Friday, September 01, 2006

Amazing! A Media Analysis I Can Agree With!

My Way News - Analysis: Bush Struggles to Deliver:
Bush faces a daunting number of simultaneous international crises as he tries to shore up flagging support at home for the Iraq war and roll back nuclear programs in Iran and North Korea.

Sectarian violence remains rampant in Iraq, suicide attacks are increasing in Afghanistan and a truce in southern Lebanon between Israel and Hezbollah guerrillas is wobbly. Iran and North Korea ignore his insistence that they must not have nuclear weapons. Syria turns a deaf ear to U.S. demands that it stop supporting terrorism.

A U.N. Security Council deadline came and went on Thursday for Iran to stop uranium enrichment, yet veto-wielding Russia and China are resisting Bush's call for stiff sanctions. Likewise, six-nation talks to restrict North Korea's nuclear program have been stalled for months.

Some analysts suggest Bush has overreached, or set the bar impossibly high, laying out goals he cannot achieve - while not acknowledging blunders.

'Spreading democracy, eradicating terrorism, ending Iran's nuclear potential. Those are huge goals. When one makes an assessment and sees that none of these is closer to being achieved, it becomes a real problem for America's credibility,' said Shibley Telhami, a Mideast scholar at the University of Maryland.

[...]

It's the administration's third public relations offensive in less than a year to try to rally support for the war.

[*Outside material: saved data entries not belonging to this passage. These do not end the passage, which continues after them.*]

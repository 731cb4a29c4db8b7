//! The registry error type.
//!
//! Every way a kind list can be unusable is reported as an
//! [`InvalidRegistry`]. It is raised before any output is produced.

use miette::Diagnostic;
use thiserror::Error;

/// A node kind list that cannot be turned into a variant and visitor.
#[derive(Debug, Clone, PartialEq, Eq, Error, Diagnostic)]
pub enum InvalidRegistry {
    #[error("node kind registry is empty")]
    #[diagnostic(
        code(astreg::registry::empty),
        help("register at least the root kind")
    )]
    Empty,

    #[error("node kind `{name}` is registered twice (positions {first} and {second})")]
    #[diagnostic(
        code(astreg::registry::duplicate),
        help("every kind may appear only once; remove the later entry")
    )]
    DuplicateKind {
        name: String,
        first: usize,
        second: usize,
    },

    #[error("node kind {name:?} at position {index} is not a valid identifier")]
    #[diagnostic(
        code(astreg::registry::identifier),
        help("kind names must start with a letter or `_` and contain only letters, digits and `_`")
    )]
    InvalidIdentifier { name: String, index: usize },

    #[error("node kind `{name}` at position {index} is reserved in {target} output")]
    #[diagnostic(code(astreg::registry::reserved), help("rename the kind"))]
    ReservedName {
        name: String,
        index: usize,
        target: &'static str,
    },

    #[error("node kinds `{first}` and `{second}` both generate `{derived}`")]
    #[diagnostic(
        code(astreg::registry::collision),
        help("rename one of the kinds so the generated names differ")
    )]
    NameCollision {
        first: String,
        second: String,
        derived: String,
    },

    #[error("{option} {value:?} cannot be used in {target} output")]
    #[diagnostic(
        code(astreg::options::invalid),
        help("paths must be `::`-separated identifiers that are not keywords; the generator name must be a single line")
    )]
    InvalidOption {
        option: &'static str,
        value: String,
        target: &'static str,
    },
}

#[cfg(test)]
mod tests {
    use super::*;

    #[test]
    fn test_duplicate_message() {
        let err = InvalidRegistry::DuplicateKind {
            name: "A".to_string(),
            first: 0,
            second: 1,
        };
        assert_eq!(
            err.to_string(),
            "node kind `A` is registered twice (positions 0 and 1)"
        );
    }

    #[test]
    fn test_diagnostic_code() {
        let code = InvalidRegistry::Empty.code().map(|c| c.to_string());
        assert_eq!(code.as_deref(), Some("astreg::registry::empty"));
    }

    #[test]
    fn test_invalid_option_message() {
        let err = InvalidRegistry::InvalidOption {
            option: "namespace",
            value: "class".to_string(),
            target: "C++",
        };
        assert_eq!(err.to_string(), "namespace \"class\" cannot be used in C++ output");
    }
}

Violence persists in Iraq as U.S. public opinion turns increasingly against the war, a big liability for Republicans on the ballot in November. More than 2,600 members of the U.S. military have died since the war began in March 2003.

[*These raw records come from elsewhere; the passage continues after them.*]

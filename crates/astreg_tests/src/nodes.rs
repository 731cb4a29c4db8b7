//! Minimal node types for the built-in kinds.

use crate::registry::ASTNodeVariant;

/// A node with no more specific kind.
#[derive(Debug, Default)]
pub struct ASTNode {
    pub id: String,
}

#[derive(Debug, Default)]
pub struct ProgramDecl {
    pub id: String,
    pub body: Vec<ASTNode>,
}

#[derive(Debug, Default)]
pub struct IdentifierExpr {
    pub id: String,
    pub name: String,
}

#[derive(Debug, Default)]
pub struct StringExpr {
    pub id: String,
    pub value: String,
}

#[derive(Debug, Default)]
pub struct FunctionCallExpr {
    pub id: String,
    pub callee: String,
    pub argument_count: usize,
}

#[derive(Debug, Default)]
pub struct IdentifierSeq {
    pub id: String,
    pub names: Vec<String>,
}

#[derive(Debug, Default)]
pub struct ExpressionSequence {
    pub id: String,
    pub len: usize,
}

#[derive(Debug, Default)]
pub struct NamespaceAccessExpr {
    pub id: String,
    pub path: Vec<String>,
}

macro_rules! impl_as_variant {
    ($($kind:ident),* $(,)?) => {
        $(
            impl $kind {
                pub fn as_variant(&self) -> ASTNodeVariant<'_> {
                    ASTNodeVariant::$kind(self)
                }
            }
        )*
    };
}

impl_as_variant!(
    ASTNode,
    ProgramDecl,
    IdentifierExpr,
    StringExpr,
    FunctionCallExpr,
    IdentifierSeq,
    ExpressionSequence,
    NamespaceAccessExpr,
);
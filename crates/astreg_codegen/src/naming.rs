//! Name derivation for generated symbols.

/// Convert an UpperCamelCase kind name to snake_case.
///
/// An underscore is inserted before an uppercase letter that follows a
/// lowercase letter or digit, and before the last capital of an acronym
/// that starts a new word: `ASTNode` becomes `ast_node`.
pub fn to_snake_case(name: &str) -> String {
    let chars: Vec<char> = name.chars().collect();
    let mut out = String::with_capacity(name.len() + 4);
    for (i, &ch) in chars.iter().enumerate() {
        if ch.is_uppercase() && i > 0 {
            let prev = chars[i - 1];
            let next_lower = chars.get(i + 1).is_some_and(|c| c.is_lowercase());
            let boundary = prev.is_lowercase()
                || prev.is_ascii_digit()
                || (prev.is_uppercase() && next_lower);
            if boundary && !out.ends_with('_') {
                out.push('_');
            }
        }
        out.extend(ch.to_lowercase());
    }
    out
}

#[cfg(test)]
mod tests {
    use super::*;

    #[test]
    fn test_simple() {
        assert_eq!(to_snake_case("ProgramDecl"), "program_decl");
        assert_eq!(to_snake_case("NamespaceAccessExpr"), "namespace_access_expr");
    }

    #[test]
    fn test_acronym() {
        assert_eq!(to_snake_case("ASTNode"), "ast_node");
        assert_eq!(to_snake_case("IRExpr"), "ir_expr");
        assert_eq!(to_snake_case("AST"), "ast");
    }

    #[test]
    fn test_digits_and_underscores() {
        assert_eq!(to_snake_case("Expr2D"), "expr2_d");
        assert_eq!(to_snake_case("Foo_Bar"), "foo_bar");
        assert_eq!(to_snake_case("_Hidden"), "_hidden");
    }
}
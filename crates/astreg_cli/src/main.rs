//! astreg: AST node registry generator CLI.
//!
//! Usage:
//!   astreg [options] > ast_registry.hpp
//!
//! With no arguments, prints the C++ header for the built-in node kinds.
//! The artifact is written to stdout in one piece; diagnostics and logs go
//! to stderr, and nothing reaches stdout when the registry is invalid.

use astreg_codegen::{generate, GeneratorOptions, Target};
use astreg_registry::NodeKindRegistry;
use clap::{Parser as ClapParser, ValueEnum};
use miette::IntoDiagnostic;
use std::io::Write;
use std::process;
use tracing_subscriber::{layer::SubscriberExt, util::SubscriberInitExt};

#[derive(ClapParser, Debug)]
#[command(
    name = "astreg",
    version,
    about = "astreg - Generate the AST node variant and visitor base from the node kind registry"
)]
struct Cli {
    /// Output language.
    #[arg(long, value_enum, default_value_t = TargetArg::Cpp)]
    target: TargetArg,

    /// C++ namespace for the declarations. Pass an empty string for the global namespace.
    #[arg(long, default_value = "claire::parser")]
    namespace: String,

    /// Rust module path the node kind types are imported from.
    #[arg(long = "import-path", default_value = "super")]
    import_path: String,

    /// Replace the built-in registry. Repeat in order, root kind first.
    #[arg(long = "kind", value_name = "NAME")]
    kinds: Vec<String>,

    /// Also emit the variadic `Visitor` base template (C++ only).
    #[arg(long = "emit-visitor-base")]
    emit_visitor_base: bool,

    /// Tool name written into the generated banner.
    #[arg(long = "generator-name", default_value = "astreg")]
    generator_name: String,
}

#[derive(Debug, Clone, Copy, PartialEq, Eq, ValueEnum)]
enum TargetArg {
    Cpp,
    Rust,
}

impl From<TargetArg> for Target {
    fn from(arg: TargetArg) -> Self {
        match arg {
            TargetArg::Cpp => Target::Cpp,
            TargetArg::Rust => Target::Rust,
        }
    }
}

impl Cli {
    fn options(&self) -> GeneratorOptions {
        GeneratorOptions {
            target: self.target.into(),
            namespace: self.namespace.clone(),
            import_path: self.import_path.clone(),
            generator_name: self.generator_name.clone(),
            emit_visitor_base: self.emit_visitor_base,
        }
    }

    fn registry(&self) -> miette::Result<NodeKindRegistry> {
        if self.kinds.is_empty() {
            return Ok(NodeKindRegistry::builtin());
        }
        Ok(NodeKindRegistry::new(self.kinds.iter().cloned())?)
    }
}

fn main() {
    // Use RUST_LOG=debug for verbose output
    tracing_subscriber::registry()
        .with(
            tracing_subscriber::EnvFilter::try_from_default_env()
                .unwrap_or_else(|_| "warn".into()),
        )
        .with(
            tracing_subscriber::fmt::layer()
                .with_writer(std::io::stderr)
                .with_target(false)
                .compact(),
        )
        .init();

    let cli = Cli::parse();
    if let Err(report) = run(&cli) {
        eprintln!("{:?}", report);
        process::exit(1);
    }
}

fn run(cli: &Cli) -> miette::Result<()> {
    let registry = cli.registry()?;
    let options = cli.options();
    let artifact = generate(&registry, &options)?;

    tracing::debug!(
        "writing {} bytes of {} output",
        artifact.text().len(),
        artifact.target()
    );
    let stdout = std::io::stdout();
    let mut handle = stdout.lock();
    handle.write_all(artifact.as_bytes()).into_diagnostic()?;
    handle.flush().into_diagnostic()?;
    Ok(())
}

#[cfg(test)]
mod tests {
    use super::*;

    #[test]
    fn test_cli_defaults() {
        let cli = Cli::parse_from(["astreg"]);
        assert_eq!(cli.options(), GeneratorOptions::default());
        assert_eq!(cli.registry().unwrap(), NodeKindRegistry::builtin());
    }

    #[test]
    fn test_cli_flags() {
        let cli = Cli::parse_from([
            "astreg",
            "--target",
            "rust",
            "--import-path",
            "crate::ast",
            "--kind",
            "Node",
            "--kind",
            "Leaf",
        ]);
        let options = cli.options();
        assert_eq!(options.target, Target::Rust);
        assert_eq!(options.import_path, "crate::ast");
        let names: Vec<_> = cli.registry().unwrap().names().map(str::to_string).collect();
        assert_eq!(names, vec!["Node", "Leaf"]);
    }

    #[test]
    fn test_cli_rejects_keyword_namespace() {
        let cli = Cli::parse_from(["astreg", "--namespace", "class"]);
        let registry = cli.registry().unwrap();
        assert!(generate(&registry, &cli.options()).is_err());
    }

    #[test]
    fn test_cli_rejects_duplicate_kind() {
        let cli = Cli::parse_from(["astreg", "--kind", "A", "--kind", "A"]);
        assert!(cli.registry().is_err());
    }
}
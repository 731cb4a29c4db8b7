//! Per-language backends.
//!
//! A backend checks that every kind name is usable in its language and
//! renders the artifact for a validated registry.

use crate::writer::CodeWriter;
use crate::{GeneratorOptions, Target};
use astreg_registry::{InvalidRegistry, NodeKindRegistry};

/// Name of the generated closed variant type.
pub const VARIANT_ALIAS: &str = "ASTNodeVariant";
/// Name of the generated visitor base.
pub const VISITOR_NAME: &str = "ASTVisitor";
/// Name of the visitor's result type parameter.
pub const RESULT_PARAM: &str = "R";

/// Names the generator itself introduces next to the kinds.
pub const GENERATED_SYMBOLS: &[&str] = &[VARIANT_ALIAS, VISITOR_NAME, RESULT_PARAM];

pub trait Backend {
    fn target(&self) -> Target;

    /// One level of indentation in the generated text.
    fn indent_str(&self) -> &'static str;

    /// Keywords of the output language.
    fn keywords(&self) -> &'static [&'static str];

    fn is_reserved(&self, name: &str) -> bool {
        GENERATED_SYMBOLS.contains(&name) || self.keywords().contains(&name)
    }

    fn check_reserved(&self, registry: &NodeKindRegistry) -> Result<(), InvalidRegistry> {
        for (index, kind) in registry.iter().enumerate() {
            if self.is_reserved(kind.as_str()) {
                return Err(InvalidRegistry::ReservedName {
                    name: kind.to_string(),
                    index,
                    target: self.target().name(),
                });
            }
        }
        Ok(())
    }

    /// Reject kinds that would not compile once emitted.
    fn check(&self, registry: &NodeKindRegistry) -> Result<(), InvalidRegistry> {
        self.check_reserved(registry)
    }

    /// Reject option strings that would corrupt the emitted text.
    fn check_options(&self, options: &GeneratorOptions) -> Result<(), InvalidRegistry> {
        check_generator_name(&options.generator_name, self.target())
    }

    /// Render the full artifact. Registry and options have already been checked.
    fn emit(&self, registry: &NodeKindRegistry, options: &GeneratorOptions, out: &mut CodeWriter);
}

/// The banner is a single line comment.
pub(crate) fn check_generator_name(name: &str, target: Target) -> Result<(), InvalidRegistry> {
    if name.is_empty() || name.contains(['\n', '\r']) {
        return Err(invalid_option("generator name", name, target));
    }
    Ok(())
}

pub(crate) fn invalid_option(option: &'static str, value: &str, target: Target) -> InvalidRegistry {
    InvalidRegistry::InvalidOption {
        option,
        value: value.to_string(),
        target: target.name(),
    }
}

pub(crate) fn write_banner(out: &mut CodeWriter, generator_name: &str) {
    out.write("// This code is auto-generated by ");
    out.write(generator_name);
    out.write_line(", do not manually modify!!!");
}
//! Indentation-aware text buffer the backends render into.

/// Accumulates generated source text.
///
/// Indentation is inserted lazily at the first write of each line, so
/// blank lines never carry trailing whitespace.
pub struct CodeWriter {
    output: String,
    indent_level: u32,
    indent_str: &'static str,
    new_line: &'static str,
    at_line_start: bool,
}

impl CodeWriter {
    pub fn new(indent_str: &'static str) -> Self {
        Self {
            output: String::with_capacity(2048),
            indent_level: 0,
            indent_str,
            new_line: "\n",
            at_line_start: true,
        }
    }

    /// Append text to the current line.
    pub fn write(&mut self, text: &str) {
        if text.is_empty() {
            return;
        }
        if self.at_line_start {
            for _ in 0..self.indent_level {
                self.output.push_str(self.indent_str);
            }
            self.at_line_start = false;
        }
        self.output.push_str(text);
    }

    /// Write `text` and terminate the line.
    pub fn write_line(&mut self, text: &str) {
        self.write(text);
        self.newline();
    }

    pub fn newline(&mut self) {
        self.output.push_str(self.new_line);
        self.at_line_start = true;
    }

    /// Write `items` separated by `sep`, without a trailing separator.
    pub fn write_separated<I, S>(&mut self, items: I, sep: &str)
    where
        I: IntoIterator<Item = S>,
        S: AsRef<str>,
    {
        for (i, item) in items.into_iter().enumerate() {
            if i > 0 {
                self.write(sep);
            }
            self.write(item.as_ref());
        }
    }

    pub fn indent(&mut self) {
        self.indent_level += 1;
    }

    pub fn dedent(&mut self) {
        self.indent_level = self.indent_level.saturating_sub(1);
    }

    pub fn finish(self) -> String {
        self.output
    }
}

Fully one-third of Americans think the terrorists may be winning the war, an AP-Ipsos poll suggested this week. It showed that Iraq worries have spilled over into the broader campaign against terrorists who directly target the United States. Half in the poll questioned whether the costs of the anti-terror campaign are too great, and even more admit that thought has crossed their mind.